In life, the sandpaper of circumstances often smooths our circumstances and patiently polishes our rough edges. There is nothing pleasant about it, however. And the Lord will go to great lengths in order to teach us a particular lesson and to help us to overcome a particular weakness, especially if there is no other way. In such circumstances, it is quite useless for us mortals to try to do our own sums when it comes to suffering. We can’t make it all add up because clearly we do not have all the numbers. Furthermore, none of us knows much about the algebra of affliction. The challenges that come are shaped to our needs and circumstances, sometimes in order to help our weaknesses become strengths… Our triumph here could not be complete if we merely carried our fears and doubts into the next world. (p 67-68).
I know there are people who feel that they know better than the Great Lawgiver, that the laws they would set forth are better for man. I know I could change my hope. I could alter my patience. But doing so would not bring me ultimate joy. The law has been decreed and will not change.
For those who think the Laws and commandments should change, or that they do not apply to them, Elder Maxwell states:
We are, of course, free to obey or not obey those commandments discarding the lamp noted in Proverbs. But we cannot get that lamp to make light by using a substitute fuel. We may, by legislation and regulation, vainly try to create a zone of private morality. But there is, ultimately, no such thing as private morality; there are not an indoor set and an outdoor set of Ten Commandments.

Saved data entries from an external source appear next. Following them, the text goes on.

/// Pipeline integration tests — filter file to chosen animation.

use killmove_filter::core::classifier::{Classifier, ClassifierOutcome};
use killmove_filter::core::config::{LoadMode, Location};
use killmove_filter::core::params::Params;
use killmove_filter::core::pipeline::FilterPipeline;
use killmove_filter::core::preset::{list_presets, preset_path};
use killmove_filter::schema::actor::{ActorFlags, ActorSnapshot, SceneSnapshot};
use killmove_filter::schema::candidate::{load_catalog, CandidateEntry};
use killmove_filter::schema::subject::{Encounter, SubjectId};
use killmove_filter::schema::tag::TagSet;
use std::collections::HashSet;
use std::path::Path;

const HUMAN: &str = "Actors\\Character\\Character Assets\\skeleton.nif";
const DRAUGR: &str = "Actors\\Draugr\\Character Assets\\skeleton.nif";

fn default_pipeline() -> FilterPipeline {
    let mut pipeline = FilterPipeline::new();
    let report = pipeline
        .load_file(Path::new("tests/fixtures/default_filter.ron"), LoadMode::Replace)
        .unwrap();
    assert!(report.is_ok(), "{:?}", report.diagnostics);
    pipeline
}

fn catalog() -> Vec<CandidateEntry> {
    load_catalog(Path::new("tests/fixtures/catalog.ron")).unwrap()
}

fn player() -> ActorSnapshot {
    ActorSnapshot::new(1).at(0.0, 100.0, 0.0).with_skeleton(HUMAN)
}

fn bandit() -> ActorSnapshot {
    ActorSnapshot::new(2).with_skeleton(HUMAN).hostile_to(SubjectId(1))
}

fn scene(actors: Vec<ActorSnapshot>) -> SceneSnapshot {
    SceneSnapshot {
        primary: Some(SubjectId(1)),
        actors,
    }
}

fn qualifying(pipeline: &FilterPipeline, attacker: &ActorSnapshot, victim: &ActorSnapshot, world: &SceneSnapshot) -> HashSet<String> {
    let catalog = catalog();
    let encounter = Encounter::new(attacker, victim, world);
    pipeline
        .filter(&encounter, &catalog)
        .into_iter()
        .map(|c| c.id.clone())
        .collect()
}

fn ids(list: &[&str]) -> HashSet<String> {
    list.iter().map(|s| s.to_string()).collect()
}

fn tags(list: &[&str]) -> TagSet {
    list.iter().copied().collect()
}

#[test]
fn frontal_kill_on_last_human_hostile() {
    let pipeline = default_pipeline();
    let (attacker, victim) = (player(), bandit());
    let world = scene(vec![attacker.clone(), victim.clone()]);
    assert_eq!(
        qualifying(&pipeline, &attacker, &victim, &world),
        ids(&["pa_1HMKillMoveShortA", "pa_1HMKillMoveShortB", "pa_1HMStagger"])
    );
}

#[test]
fn other_hostiles_nearby_ban_cinematic_moves() {
    let pipeline = default_pipeline();
    let (attacker, victim) = (player(), bandit());
    let other = ActorSnapshot::new(3).at(300.0, 0.0, 0.0).hostile_to(SubjectId(1));
    let world = scene(vec![attacker.clone(), victim.clone(), other]);
    assert_eq!(
        qualifying(&pipeline, &attacker, &victim, &world),
        ids(&["pa_1HMKillMoveShortA", "pa_1HMStagger"])
    );
}

#[test]
fn essential_victims_only_get_non_lethal_moves() {
    let pipeline = default_pipeline();
    let attacker = player();
    let victim = bandit().with_flags(ActorFlags {
        essential: true,
        ..ActorFlags::default()
    });
    let world = scene(vec![attacker.clone(), victim.clone()]);
    assert_eq!(qualifying(&pipeline, &attacker, &victim, &world), ids(&["pa_1HMStagger"]));
}

#[test]
fn bleeding_out_victim_gets_bleedout_kill() {
    let pipeline = default_pipeline();
    let attacker = player();
    let victim = bandit().with_flags(ActorFlags {
        bleeding_out: true,
        ..ActorFlags::default()
    });
    let world = scene(vec![attacker.clone(), victim.clone()]);
    assert_eq!(
        qualifying(&pipeline, &attacker, &victim, &world),
        ids(&["pa_1HMKillMoveBleedOutKill"])
    );
}

#[test]
fn attack_from_behind_gets_back_stab() {
    let pipeline = default_pipeline();
    let attacker = ActorSnapshot::new(1).at(0.0, -100.0, 0.0).with_skeleton(HUMAN);
    let victim = bandit();
    let world = scene(vec![attacker.clone(), victim.clone()]);
    assert_eq!(
        qualifying(&pipeline, &attacker, &victim, &world),
        ids(&["pa_1HMKillMoveBackStab"])
    );
}

#[test]
fn draugr_victim_gets_draugr_kill() {
    let pipeline = default_pipeline();
    let attacker = player();
    let victim = ActorSnapshot::new(2).with_skeleton(DRAUGR).hostile_to(SubjectId(1));
    let world = scene(vec![attacker.clone(), victim.clone()]);
    let catalog = catalog();
    let encounter = Encounter::new(&attacker, &victim, &world);
    for _ in 0..20 {
        let chosen = pipeline.select(&encounter, &catalog).unwrap();
        assert_eq!(chosen.id, "pa_KillMoveDraugrShortA");
    }
}

#[test]
fn select_only_returns_members_of_the_qualifying_set() {
    let pipeline = default_pipeline();
    let (attacker, victim) = (player(), bandit());
    let world = scene(vec![attacker.clone(), victim.clone()]);
    let expected = qualifying(&pipeline, &attacker, &victim, &world);
    let catalog = catalog();
    let encounter = Encounter::new(&attacker, &victim, &world);

    let mut seen = HashSet::new();
    for _ in 0..300 {
        let chosen = pipeline.select(&encounter, &catalog).unwrap();
        assert!(expected.contains(&chosen.id));
        seen.insert(chosen.id.clone());
    }
    // Uniform choice over three members: missing one in 300 draws is ~1e-52.
    assert_eq!(seen, expected);
}

#[test]
fn save_then_load_round_trips_through_a_file() {
    let mut pipeline = default_pipeline();
    let mut extra = Classifier::with_params(
        pipeline.registry(),
        "Ragdoll",
        Params::new().with("check_attacker", true),
    )
    .unwrap()
    .on_false(ClassifierOutcome::new(TagSet::new(), tags(&["ragdoll"])));
    extra.comment = "attacker knocked over".to_string();
    pipeline.push_classifier(extra);
    pipeline.set_alias("2hm_front", tags(&["killmove", "human", "2h"]));

    let dir = tempfile::tempdir().unwrap();
    let path = preset_path(dir.path(), "round_trip").unwrap();
    pipeline.save_file(&path).unwrap();

    let mut reloaded = FilterPipeline::new();
    let report = reloaded.load_file(&path, LoadMode::Replace).unwrap();
    assert!(report.is_ok(), "{:?}", report.diagnostics);
    assert_eq!(reloaded.classifiers(), pipeline.classifiers());
    assert_eq!(reloaded.aliases(), pipeline.aliases());

    let order: Vec<&str> = reloaded.aliases().iter().map(|a| a.from.as_str()).collect();
    assert_eq!(order, vec!["1hm_front", "1hm_back", "1hm_bleedout", "draugr_front", "2hm_front"]);
    assert_eq!(list_presets(dir.path()).unwrap(), vec!["round_trip"]);
}

#[test]
fn save_to_unwritable_destination_fails() {
    let pipeline = default_pipeline();
    let dir = tempfile::tempdir().unwrap();
    let path = dir.path().join("missing_dir").join("filter.ron");
    assert!(pipeline.save_file(&path).is_err());
    assert!(!path.exists());
}

#[test]
fn missing_file_fails_without_touching_pipeline() {
    let mut pipeline = default_pipeline();
    let before = pipeline.classifiers().len();
    assert!(pipeline
        .load_file(Path::new("tests/fixtures/does_not_exist.ron"), LoadMode::Replace)
        .is_err());
    assert_eq!(pipeline.classifiers().len(), before);
}

#[test]
fn one_unknown_rule_drops_only_that_tagger() {
    let text = std::fs::read_to_string("tests/fixtures/default_filter.ron")
        .unwrap()
        .replace("\"Essential\"", "\"Immortal\"");
    let mut pipeline = FilterPipeline::new();
    let report = pipeline.load_str(&text, LoadMode::Replace).unwrap();
    assert!(!report.is_ok());
    assert_eq!(report.classifiers_loaded, 5);
    assert_eq!(pipeline.classifiers().len(), 5);
    assert_eq!(report.diagnostics.len(), 1);
    assert_eq!(report.diagnostics[0].location, Location::Tagger(5));
    assert_eq!(pipeline.aliases().len(), 4);
}
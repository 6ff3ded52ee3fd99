use serde::{Deserialize, Serialize};

use super::subject::{Position, Subject, SubjectId, World};

/// A plain-data snapshot of an actor.
///
/// Hosts with a live actor model implement [`Subject`] on their own handles;
/// this type serves tools, tests and hosts that copy state out per event.
#[derive(Debug, Clone, Default, Serialize, Deserialize)]
pub struct ActorSnapshot {
    pub id: SubjectId,
    #[serde(default)]
    pub position: Position,
    /// Yaw in radians, clockwise, 0 facing +y.
    #[serde(default)]
    pub heading: f32,
    #[serde(default)]
    pub skeleton: String,
    /// Actors this one is hostile to.
    #[serde(default)]
    pub hostile_to: Vec<SubjectId>,
    #[serde(default)]
    pub flags: ActorFlags,
}

#[derive(Debug, Clone, Copy, Serialize, Deserialize)]
#[serde(default)]
pub struct ActorFlags {
    pub loaded: bool,
    pub dead: bool,
    pub paired_animation: bool,
    pub mounted: bool,
    pub bleeding_out: bool,
    pub ragdolling: bool,
    pub protected: bool,
    pub essential: bool,
}

impl Default for ActorFlags {
    fn default() -> Self {
        Self {
            loaded: true,
            dead: false,
            paired_animation: false,
            mounted: false,
            bleeding_out: false,
            ragdolling: false,
            protected: false,
            essential: false,
        }
    }
}

impl ActorSnapshot {
    pub fn new(id: u64) -> Self {
        Self {
            id: SubjectId(id),
            ..Self::default()
        }
    }

    pub fn at(mut self, x: f32, y: f32, z: f32) -> Self {
        self.position = Position::new(x, y, z);
        self
    }

    pub fn facing(mut self, heading: f32) -> Self {
        self.heading = heading;
        self
    }

    pub fn with_skeleton(mut self, path: &str) -> Self {
        self.skeleton = path.to_string();
        self
    }

    pub fn hostile_to(mut self, other: SubjectId) -> Self {
        self.hostile_to.push(other);
        self
    }

    pub fn with_flags(mut self, flags: ActorFlags) -> Self {
        self.flags = flags;
        self
    }
}

impl Subject for ActorSnapshot {
    fn id(&self) -> SubjectId {
        self.id
    }

    fn position(&self) -> Position {
        self.position
    }

    fn heading(&self) -> f32 {
        self.heading
    }

    fn skeleton_path(&self) -> &str {
        &self.skeleton
    }

    fn is_loaded(&self) -> bool {
        self.flags.loaded
    }

    fn is_dead(&self) -> bool {
        self.flags.dead
    }

    fn is_in_paired_animation(&self) -> bool {
        self.flags.paired_animation
    }

    fn is_on_mount(&self) -> bool {
        self.flags.mounted
    }

    fn is_bleeding_out(&self) -> bool {
        self.flags.bleeding_out
    }

    fn is_ragdolling(&self) -> bool {
        self.flags.ragdolling
    }

    fn is_protected(&self) -> bool {
        self.flags.protected
    }

    fn is_essential(&self) -> bool {
        self.flags.essential
    }

    fn is_hostile_to(&self, other: &dyn Subject) -> bool {
        self.hostile_to.contains(&other.id())
    }
}

/// A scene made of snapshots. The primary actor is looked up by ID among
/// `actors`.
#[derive(Debug, Clone, Default, Serialize, Deserialize)]
pub struct SceneSnapshot {
    #[serde(default)]
    pub primary: Option<SubjectId>,
    #[serde(default)]
    pub actors: Vec<ActorSnapshot>,
}

impl World for SceneSnapshot {
    fn primary(&self) -> Option<&dyn Subject> {
        let id = self.primary?;
        self.actors
            .iter()
            .find(|actor| actor.id == id)
            .map(|actor| actor as &dyn Subject)
    }

    fn actors_near(&self, origin: Position, range: f32) -> Vec<&dyn Subject> {
        self.actors
            .iter()
            .filter(|actor| actor.position.distance(&origin) <= range)
            .map(|actor| actor as &dyn Subject)
            .collect()
    }
}
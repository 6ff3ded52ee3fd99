//! Killmove Filter — rule-driven selection of paired animations.
//!
//! A [`FilterPipeline`](core::pipeline::FilterPipeline) evaluates an ordered
//! list of classifiers against an attacker/victim pair, unions the tags they
//! require and ban, expands each candidate's tags through a one-level alias
//! table, and picks uniformly among the candidates that satisfy the result.
//! Pipelines load from and save to RON filter files.

pub mod core;
pub mod schema;
pub mod actor;
pub mod candidate;
pub mod subject;
pub mod tag;
/// Named filter presets stored side by side in one directory.

use std::path::{Path, PathBuf};
use thiserror::Error;

const PRESET_EXTENSION: &str = "ron";

#[derive(Debug, Error)]
pub enum PresetError {
    #[error("invalid preset name '{0}': use letters, digits and '_' only")]
    InvalidName(String),
    #[error("IO error: {0}")]
    Io(#[from] std::io::Error),
}

/// Preset names are ASCII letters, digits and underscores, and not empty.
pub fn is_valid_preset_name(name: &str) -> bool {
    !name.is_empty() && name.chars().all(|c| c.is_ascii_alphanumeric() || c == '_')
}

/// Path of the preset `name` inside `dir`.
pub fn preset_path(dir: &Path, name: &str) -> Result<PathBuf, PresetError> {
    if !is_valid_preset_name(name) {
        return Err(PresetError::InvalidName(name.to_string()));
    }
    Ok(dir.join(name).with_extension(PRESET_EXTENSION))
}

/// Sorted names of the presets found in `dir`. A missing directory has none.
pub fn list_presets(dir: &Path) -> Result<Vec<String>, PresetError> {
    if !dir.is_dir() {
        return Ok(Vec::new());
    }
    let mut names = Vec::new();
    for entry in std::fs::read_dir(dir)? {
        let path = entry?.path();
        if !path.is_file() || path.extension().and_then(|s| s.to_str()) != Some(PRESET_EXTENSION) {
            continue;
        }
        if let Some(stem) = path.file_stem().and_then(|s| s.to_str()) {
            if is_valid_preset_name(stem) {
                names.push(stem.to_string());
            }
        }
    }
    names.sort();
    Ok(names)
}
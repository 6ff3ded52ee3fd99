/// Preview — interactive shell for trying a filter against a catalog.
///
/// Usage: preview --filter <path> --catalog <path> [--seed <n>]
///
/// Commands:
///   show                       — aggregated tags and qualifying entries
///   pick [n]                   — select n entries (default 1)
///   angle <deg>                — place the attacker at <deg> around the victim
///   skeleton <attacker|victim> <path>
///   flag <attacker|victim> <name> <on|off>
///   hostile <n>                — add n other hostile actors near the victim
///   calm                       — remove the other hostile actors
///   expand <from> <tag>...     — add tags to an existing tag expansion
///   seed <n>                   — reseed the selection generator
///   reload                     — reload the filter file
///   help                       — list commands
///   quit                       — exit

use killmove_filter::core::config::LoadMode;
use killmove_filter::core::pipeline::FilterPipeline;
use killmove_filter::schema::actor::{ActorFlags, ActorSnapshot, SceneSnapshot};
use killmove_filter::schema::candidate::{load_catalog, CandidateEntry};
use killmove_filter::schema::subject::{Encounter, SubjectId};
use rand::rngs::StdRng;
use rand::SeedableRng;
use std::io::{self, BufRead, Write};
use std::path::Path;
use tracing_subscriber::EnvFilter;

const ATTACKER: u64 = 1;
const VICTIM: u64 = 2;
const DISTANCE: f32 = 100.0;
const HUMAN: &str = "Actors\\Character\\Character Assets\\skeleton.nif";

/// Synthetic encounter state edited by the shell.
struct Session {
    attacker: ActorSnapshot,
    victim: ActorSnapshot,
    others: usize,
}

impl Session {
    fn new() -> Self {
        let mut session = Self {
            attacker: ActorSnapshot::new(ATTACKER).with_skeleton(HUMAN),
            victim: ActorSnapshot::new(VICTIM)
                .with_skeleton(HUMAN)
                .hostile_to(SubjectId(ATTACKER)),
            others: 0,
        };
        session.place_attacker(0.0);
        session
    }

    /// Victim stays at the origin facing +y; the attacker circles it.
    fn place_attacker(&mut self, degrees: f32) {
        let radians = degrees.to_radians();
        self.attacker.position.x = DISTANCE * radians.sin();
        self.attacker.position.y = DISTANCE * radians.cos();
        self.attacker.heading = radians + std::f32::consts::PI;
    }

    fn scene(&self) -> SceneSnapshot {
        let mut actors = vec![self.attacker.clone(), self.victim.clone()];
        for n in 0..self.others {
            let id = 10 + n as u64;
            actors.push(
                ActorSnapshot::new(id)
                    .at(-200.0 - 50.0 * n as f32, 0.0, 0.0)
                    .hostile_to(SubjectId(ATTACKER)),
            );
        }
        SceneSnapshot {
            primary: Some(SubjectId(ATTACKER)),
            actors,
        }
    }

    fn actor_mut(&mut self, which: &str) -> Option<&mut ActorSnapshot> {
        match which {
            "attacker" | "a" => Some(&mut self.attacker),
            "victim" | "v" => Some(&mut self.victim),
            _ => None,
        }
    }
}

fn main() {
    tracing_subscriber::fmt()
        .with_env_filter(EnvFilter::try_from_default_env().unwrap_or_else(|_| EnvFilter::new("info")))
        .with_writer(io::stderr)
        .init();

    let args: Vec<String> = std::env::args().collect();

    if args.len() < 2 || args[1] == "--help" || args[1] == "-h" {
        print_usage();
        return;
    }

    let mut filter_path = None;
    let mut catalog_path = None;
    let mut seed: u64 = 42;

    let mut i = 1;
    while i < args.len() {
        match args[i].as_str() {
            "--filter" if i + 1 < args.len() => {
                i += 1;
                filter_path = Some(args[i].clone());
            }
            "--catalog" if i + 1 < args.len() => {
                i += 1;
                catalog_path = Some(args[i].clone());
            }
            "--seed" if i + 1 < args.len() => {
                i += 1;
                seed = args[i].parse().unwrap_or(42);
            }
            _ => {
                eprintln!("Unknown argument: {}", args[i]);
                print_usage();
                std::process::exit(1);
            }
        }
        i += 1;
    }

    let (Some(filter_path), Some(catalog_path)) = (filter_path, catalog_path) else {
        print_usage();
        std::process::exit(1);
    };

    let mut pipeline = FilterPipeline::new();
    load_filter(&mut pipeline, &filter_path);

    let catalog = match load_catalog(Path::new(&catalog_path)) {
        Ok(catalog) => catalog,
        Err(e) => {
            eprintln!("ERROR: Failed to load catalog: {}", e);
            std::process::exit(1);
        }
    };

    println!(
        "Loaded {} taggers, {} tag expansions, {} catalog entries",
        pipeline.classifiers().len(),
        pipeline.aliases().len(),
        catalog.len()
    );
    println!("Seed: {}", seed);
    println!("Type 'help' for commands.\n");

    let mut session = Session::new();
    let mut rng = StdRng::seed_from_u64(seed);

    let stdin = io::stdin();
    let mut stdout = io::stdout();

    loop {
        print!("preview> ");
        stdout.flush().ok();

        let mut line = String::new();
        if stdin.lock().read_line(&mut line).is_err() || line.is_empty() {
            break;
        }
        let line = line.trim();
        if line.is_empty() {
            continue;
        }

        let parts: Vec<&str> = line.split_whitespace().collect();
        let cmd = parts[0].to_lowercase();

        match cmd.as_str() {
            "quit" | "exit" | "q" => {
                println!("Goodbye.");
                break;
            }
            "help" | "h" | "?" => {
                print_help();
            }
            "show" | "s" => {
                show(&pipeline, &session, &catalog);
            }
            "pick" | "p" => {
                let count: usize = parts.get(1).and_then(|n| n.parse().ok()).unwrap_or(1);
                let scene = session.scene();
                let encounter = Encounter::new(&session.attacker, &session.victim, &scene);
                for _ in 0..count {
                    match pipeline.select_with_rng(&encounter, &catalog, &mut rng) {
                        Some(entry) => println!("  {}", entry.id),
                        None => {
                            println!("  (nothing qualifies)");
                            break;
                        }
                    }
                }
            }
            "angle" => match parts.get(1).and_then(|d| d.parse::<f32>().ok()) {
                Some(degrees) => {
                    session.place_attacker(degrees);
                    println!("Attacker at {} degrees", degrees);
                }
                None => println!("Usage: angle <degrees>"),
            },
            "skeleton" => {
                if parts.len() < 3 {
                    println!("Usage: skeleton <attacker|victim> <path>");
                    continue;
                }
                let path = parts[2..].join(" ");
                match session.actor_mut(parts[1]) {
                    Some(actor) => actor.skeleton = path,
                    None => println!("Unknown actor: {}", parts[1]),
                }
            }
            "flag" => {
                if parts.len() < 4 {
                    println!("Usage: flag <attacker|victim> <name> <on|off>");
                    println!("  names: loaded, dead, paired, mounted, bleedout, ragdoll, protected, essential");
                    continue;
                }
                let value = matches!(parts[3], "on" | "true" | "1");
                let Some(actor) = session.actor_mut(parts[1]) else {
                    println!("Unknown actor: {}", parts[1]);
                    continue;
                };
                if !set_flag(&mut actor.flags, parts[2], value) {
                    println!("Unknown flag: {}", parts[2]);
                }
            }
            "hostile" => {
                let count: usize = parts.get(1).and_then(|n| n.parse().ok()).unwrap_or(1);
                session.others += count;
                println!("{} other hostile actors nearby", session.others);
            }
            "calm" => {
                session.others = 0;
                println!("No other hostile actors nearby");
            }
            "expand" => {
                if parts.len() < 3 {
                    println!("Usage: expand <from> <tag>...");
                    continue;
                }
                match pipeline.aliases_mut().get_mut(parts[1]) {
                    Some(to) => {
                        to.extend(parts[2..].iter().copied());
                        println!("{} -> {}", parts[1], to.join());
                    }
                    None => println!("No tag expansion named {}", parts[1]),
                }
            }
            "seed" => match parts.get(1).and_then(|n| n.parse::<u64>().ok()) {
                Some(n) => {
                    rng = StdRng::seed_from_u64(n);
                    println!("Seed set to {}", n);
                }
                None => println!("Usage: seed <n>"),
            },
            "reload" => {
                load_filter(&mut pipeline, &filter_path);
                println!("Loaded {} taggers", pipeline.classifiers().len());
            }
            _ => {
                println!("Unknown command: {}. Type 'help' for commands.", cmd);
            }
        }
    }
}

fn load_filter(pipeline: &mut FilterPipeline, path: &str) {
    match pipeline.load_file(Path::new(path), LoadMode::Replace) {
        Ok(report) => {
            for diagnostic in &report.diagnostics {
                eprintln!("  WARNING {}", diagnostic);
            }
        }
        Err(e) => {
            eprintln!("ERROR: Failed to load filter file: {}", e);
        }
    }
}

fn show(pipeline: &FilterPipeline, session: &Session, catalog: &[CandidateEntry]) {
    let scene = session.scene();
    let encounter = Encounter::new(&session.attacker, &session.victim, &scene);

    for (index, classifier) in pipeline.classifiers().iter().enumerate() {
        println!(
            "  [{}] {:<18} {}",
            index,
            classifier.condition_name(),
            classifier.test(&encounter)
        );
    }

    let constraints = pipeline.aggregate(&encounter);
    println!("Required: {}", constraints.required.join());
    println!("Banned:   {}", constraints.banned.join());

    let qualifying = pipeline.filter(&encounter, catalog);
    println!("Qualifying ({} of {}):", qualifying.len(), catalog.len());
    for entry in qualifying {
        println!("  {}", entry.id);
    }
}

fn set_flag(flags: &mut ActorFlags, name: &str, value: bool) -> bool {
    let slot = match name {
        "loaded" => &mut flags.loaded,
        "dead" => &mut flags.dead,
        "paired" => &mut flags.paired_animation,
        "mounted" => &mut flags.mounted,
        "bleedout" => &mut flags.bleeding_out,
        "ragdoll" => &mut flags.ragdolling,
        "protected" => &mut flags.protected,
        "essential" => &mut flags.essential,
        _ => return false,
    };
    *slot = value;
    true
}

fn print_usage() {
    println!("Usage: preview --filter <path> --catalog <path> [--seed <n>]");
}

fn print_help() {
    println!("Commands:");
    println!("  show                              — aggregated tags and qualifying entries");
    println!("  pick [n]                          — select n entries (default 1)");
    println!("  angle <deg>                       — place the attacker around the victim");
    println!("  skeleton <attacker|victim> <path> — set a skeleton path");
    println!("  flag <attacker|victim> <name> <on|off>");
    println!("  hostile [n]                       — add other hostile actors");
    println!("  calm                              — remove other hostile actors");
    println!("  expand <from> <tag>...            — add tags to a tag expansion");
    println!("  seed <n>                          — reseed selection");
    println!("  reload                            — reload the filter file");
    println!("  help                              — this list");
    println!("  quit                              — exit");
}
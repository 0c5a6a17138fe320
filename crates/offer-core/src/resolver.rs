//! Price resolution wired to the purchase provider.

use crate::resolution::{resolve_detailed, PriceResolution, PriceRule};
use offer_provider::{PurchaseProviderError, PurchaseProviderService};
use std::sync::Arc;
use std::time::Duration;
use thiserror::Error;
use tracing::instrument;

/// Why an offer fetch did not produce an answer.
#[derive(Debug, Error)]
pub enum FetchError {
	/// The provider returned an error.
	#[error(transparent)]
	Provider(#[from] PurchaseProviderError),
	/// The provider did not answer within the configured timeout.
	#[error("Offer fetch timed out after {0:?}")]
	TimedOut(Duration),
}

/// Resolves display prices from the configured purchase provider.
///
/// Cloning is cheap; clones share the provider.
#[derive(Clone)]
pub struct OfferPriceResolver {
	provider: Arc<PurchaseProviderService>,
	fetch_timeout: Option<Duration>,
}

impl OfferPriceResolver {
	pub fn new(provider: Arc<PurchaseProviderService>) -> Self {
		Self {
			provider,
			fetch_timeout: None,
		}
	}

	/// Bounds every offer fetch. A fetch that runs longer resolves to the
	/// fallback.
	pub fn with_fetch_timeout(mut self, timeout: Duration) -> Self {
		self.fetch_timeout = Some(timeout);
		self
	}

	pub fn provider(&self) -> &Arc<PurchaseProviderService> {
		&self.provider
	}

	/// Resolves `rule` against the provider and reports the price's origin.
	#[instrument(skip_all, fields(period = %rule.preferred_period))]
	pub async fn resolve_detailed(&self, rule: &PriceRule) -> PriceResolution {
		resolve_detailed(
			move || self.provider.can_make_purchases(),
			move || self.fetch_offer(),
			rule,
		)
		.await
	}

	/// Resolves `rule` against the provider.
	pub async fn resolve(&self, rule: &PriceRule) -> String {
		self.resolve_detailed(rule).await.price
	}

	async fn fetch_offer(&self) -> Result<Option<offer_types::Offer>, FetchError> {
		match self.fetch_timeout {
			Some(limit) => tokio::time::timeout(limit, self.provider.get_offerings())
				.await
				.map_err(|_| FetchError::TimedOut(limit))?
				.map_err(FetchError::from),
			None => Ok(self.provider.get_offerings().await?),
		}
	}
}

Those who disavow the existence of certain absolute truths must forever forgo disapproving of anything on moral grounds. They may try to evoke a social or political response by using the old words that went with the old values, but they will soon learn that words cannot, for long, be appropriated productively minus their moral content (p 35).
The holy Law has been given to us for a reason. And that reason is not to make us miserable, lonely, full of despair. It is to give us hope, strengthen our patience into virtue, and bring us joy. Anything else is a cheap imitation that will not last.